__WHAT YOU HAVE TO DO__: From the material below, copy out each line with the word "display" in it.
++++++++
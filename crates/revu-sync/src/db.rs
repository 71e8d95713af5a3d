//! SQLite sink: idempotent schema, app registration and review upserts.

use std::path::{Path, PathBuf};

use anyhow::{Context, Result};
use revu_core::{format_timestamp, Review, RunId};
use serde::Serialize;
use sqlx::sqlite::{SqliteConnectOptions, SqliteConnection};
use sqlx::{ConnectOptions, Connection, Row};
use tracing::info;

pub const SCHEMA_SQL: &str = include_str!("../schema/schema_sqlite.sql");

const UPSERT_REVIEW_SQL: &str = r#"
INSERT INTO reviews (
    review_uid, app_id, user_name, rating, review_text, review_date,
    thumbs_up, app_version, sort_mode, scrape_time, run_id
) VALUES (?, ?, ?, ?, ?, ?, ?, ?, ?, ?, ?)
ON CONFLICT(review_uid) DO UPDATE SET
    rating = excluded.rating,
    review_text = excluded.review_text,
    review_date = excluded.review_date,
    thumbs_up = excluded.thumbs_up,
    app_version = excluded.app_version,
    sort_mode = excluded.sort_mode,
    scrape_time = excluded.scrape_time,
    run_id = excluded.run_id
"#;

/// A `reviews` row as stored, timestamps kept in their text form.
#[derive(Debug, Clone, PartialEq, Eq, Serialize)]
pub struct StoredReview {
    pub review_uid: String,
    pub app_id: String,
    pub user_name: Option<String>,
    pub rating: Option<i64>,
    pub review_text: Option<String>,
    pub review_date: Option<String>,
    pub thumbs_up: Option<i64>,
    pub app_version: Option<String>,
    pub sort_mode: Option<String>,
    pub scrape_time: Option<String>,
    pub run_id: String,
}

/// Handle on a SQLite database file. Every operation opens and closes its own connection.
#[derive(Debug, Clone)]
pub struct ReviewDb {
    path: PathBuf,
}

impl ReviewDb {
    pub fn new(path: impl Into<PathBuf>) -> Self {
        Self { path: path.into() }
    }

    pub fn path(&self) -> &Path {
        &self.path
    }

    async fn connect(&self) -> Result<SqliteConnection> {
        if let Some(parent) = self.path.parent().filter(|p| !p.as_os_str().is_empty()) {
            tokio::fs::create_dir_all(parent)
                .await
                .with_context(|| format!("creating {}", parent.display()))?;
        }
        SqliteConnectOptions::new()
            .filename(&self.path)
            .create_if_missing(true)
            .connect()
            .await
            .with_context(|| format!("opening sqlite database {}", self.path.display()))
    }

    pub async fn init_schema(&self) -> Result<()> {
        let mut conn = self.connect().await?;
        sqlx::raw_sql(SCHEMA_SQL)
            .execute(&mut conn)
            .await
            .context("applying schema_sqlite.sql")?;
        conn.close().await.context("closing sqlite connection")?;
        Ok(())
    }

    /// Register the app, then insert or overwrite every review by `review_uid`.
    pub async fn upsert_reviews(&self, reviews: &[Review], app_id: &str, run_id: &RunId) -> Result<usize> {
        self.init_schema().await?;
        let mut conn = self.connect().await?;

        sqlx::query("INSERT OR IGNORE INTO apps (app_id) VALUES (?)")
            .bind(app_id)
            .execute(&mut conn)
            .await
            .with_context(|| format!("registering app {app_id}"))?;

        for review in reviews {
            sqlx::query(UPSERT_REVIEW_SQL)
                .bind(review.review_uid.as_str())
                .bind(app_id)
                .bind(review.user_name.as_deref())
                .bind(review.rating)
                .bind(review.review_text.as_str())
                .bind(review.review_date.as_ref().map(format_timestamp))
                .bind(review.thumbs_up)
                .bind(review.app_version.as_deref())
                .bind(review.sort_mode.as_deref())
                .bind(review.scrape_time.as_ref().map(format_timestamp))
                .bind(run_id.as_str())
                .execute(&mut conn)
                .await
                .with_context(|| format!("upserting review {}", review.review_uid))?;
        }

        conn.close().await.context("closing sqlite connection")?;
        info!(rows = reviews.len(), app_id, %run_id, "db upsert complete");
        Ok(reviews.len())
    }

    pub async fn count_reviews(&self) -> Result<i64> {
        let mut conn = self.connect().await?;
        let count: i64 = sqlx::query_scalar("SELECT COUNT(*) FROM reviews")
            .fetch_one(&mut conn)
            .await
            .context("counting reviews")?;
        conn.close().await.context("closing sqlite connection")?;
        Ok(count)
    }

    pub async fn fetch_review(&self, review_uid: &str) -> Result<Option<StoredReview>> {
        let mut conn = self.connect().await?;
        let row = sqlx::query(
            "SELECT review_uid, app_id, user_name, rating, review_text, review_date, \
             thumbs_up, app_version, sort_mode, scrape_time, run_id \
             FROM reviews WHERE review_uid = ?",
        )
        .bind(review_uid)
        .fetch_optional(&mut conn)
        .await
        .with_context(|| format!("loading review {review_uid}"))?;
        conn.close().await.context("closing sqlite connection")?;

        let Some(row) = row else {
            return Ok(None);
        };
        Ok(Some(StoredReview {
            review_uid: row.try_get("review_uid")?,
            app_id: row.try_get("app_id")?,
            user_name: row.try_get("user_name")?,
            rating: row.try_get("rating")?,
            review_text: row.try_get("review_text")?,
            review_date: row.try_get("review_date")?,
            thumbs_up: row.try_get("thumbs_up")?,
            app_version: row.try_get("app_version")?,
            sort_mode: row.try_get("sort_mode")?,
            scrape_time: row.try_get("scrape_time")?,
            run_id: row.try_get("run_id")?,
        }))
    }
}

#[cfg(test)]
mod tests {
    use super::*;
    use revu_core::parse_lenient_timestamp;

    fn review(uid: &str, rating: Option<i64>) -> Review {
        Review {
            review_uid: uid.to_string(),
            user_name: Some("Ana".into()),
            rating,
            review_text: "works".into(),
            review_date: parse_lenient_timestamp("2024-03-01 10:00:00"),
            thumbs_up: None,
            app_version: Some("1.2.3".into()),
            sort_mode: Some("newest".into()),
            scrape_time: parse_lenient_timestamp("2024-03-02 08:00:00"),
        }
    }

    #[tokio::test]
    async fn schema_is_idempotent() {
        let dir = tempfile::tempdir().unwrap();
        let db = ReviewDb::new(dir.path().join("nested").join("reviews.db"));
        db.init_schema().await.unwrap();
        db.init_schema().await.unwrap();
        assert_eq!(db.count_reviews().await.unwrap(), 0);
    }

    #[tokio::test]
    async fn upsert_twice_keeps_one_row_per_uid() {
        let dir = tempfile::tempdir().unwrap();
        let db = ReviewDb::new(dir.path().join("reviews.db"));
        let run = RunId::generate();
        let batch = vec![review("a", Some(5)), review("b", Some(2))];

        db.upsert_reviews(&batch, "com.example", &run).await.unwrap();
        db.upsert_reviews(&batch, "com.example", &run).await.unwrap();

        assert_eq!(db.count_reviews().await.unwrap(), 2);
        let stored = db.fetch_review("a").await.unwrap().unwrap();
        assert_eq!(stored.app_id, "com.example");
        assert_eq!(stored.rating, Some(5));
        assert_eq!(stored.review_date.as_deref(), Some("2024-03-01 10:00:00"));
        assert_eq!(stored.run_id, run.as_str());
    }

    #[tokio::test]
    async fn later_run_overwrites_non_identity_fields() {
        let dir = tempfile::tempdir().unwrap();
        let db = ReviewDb::new(dir.path().join("reviews.db"));
        let first = RunId::generate();
        let second = RunId::generate();

        db.upsert_reviews(&[review("a", Some(5))], "com.example", &first)
            .await
            .unwrap();
        let mut changed = review("a", Some(1));
        changed.sort_mode = Some("most_relevant".into());
        db.upsert_reviews(&[changed], "com.example", &second)
            .await
            .unwrap();

        let stored = db.fetch_review("a").await.unwrap().unwrap();
        assert_eq!(stored.rating, Some(1));
        assert_eq!(stored.sort_mode.as_deref(), Some("most_relevant"));
        assert_eq!(stored.run_id, second.as_str());
        assert_eq!(db.count_reviews().await.unwrap(), 1);
    }

    #[tokio::test]
    async fn null_integers_stay_null() {
        let dir = tempfile::tempdir().unwrap();
        let db = ReviewDb::new(dir.path().join("reviews.db"));
        db.upsert_reviews(&[review("a", None)], "com.example", &RunId::generate())
            .await
            .unwrap();
        let stored = db.fetch_review("a").await.unwrap().unwrap();
        assert_eq!(stored.rating, None);
        assert_eq!(stored.thumbs_up, None);
        assert!(db.fetch_review("missing").await.unwrap().is_none());
    }
}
++++++++
__WRITTEN SOLUTION__:
                .with_context(|| format!("creating {}", parent.display()))?;
            .with_context(|| format!("opening sqlite database {}", self.path.display()))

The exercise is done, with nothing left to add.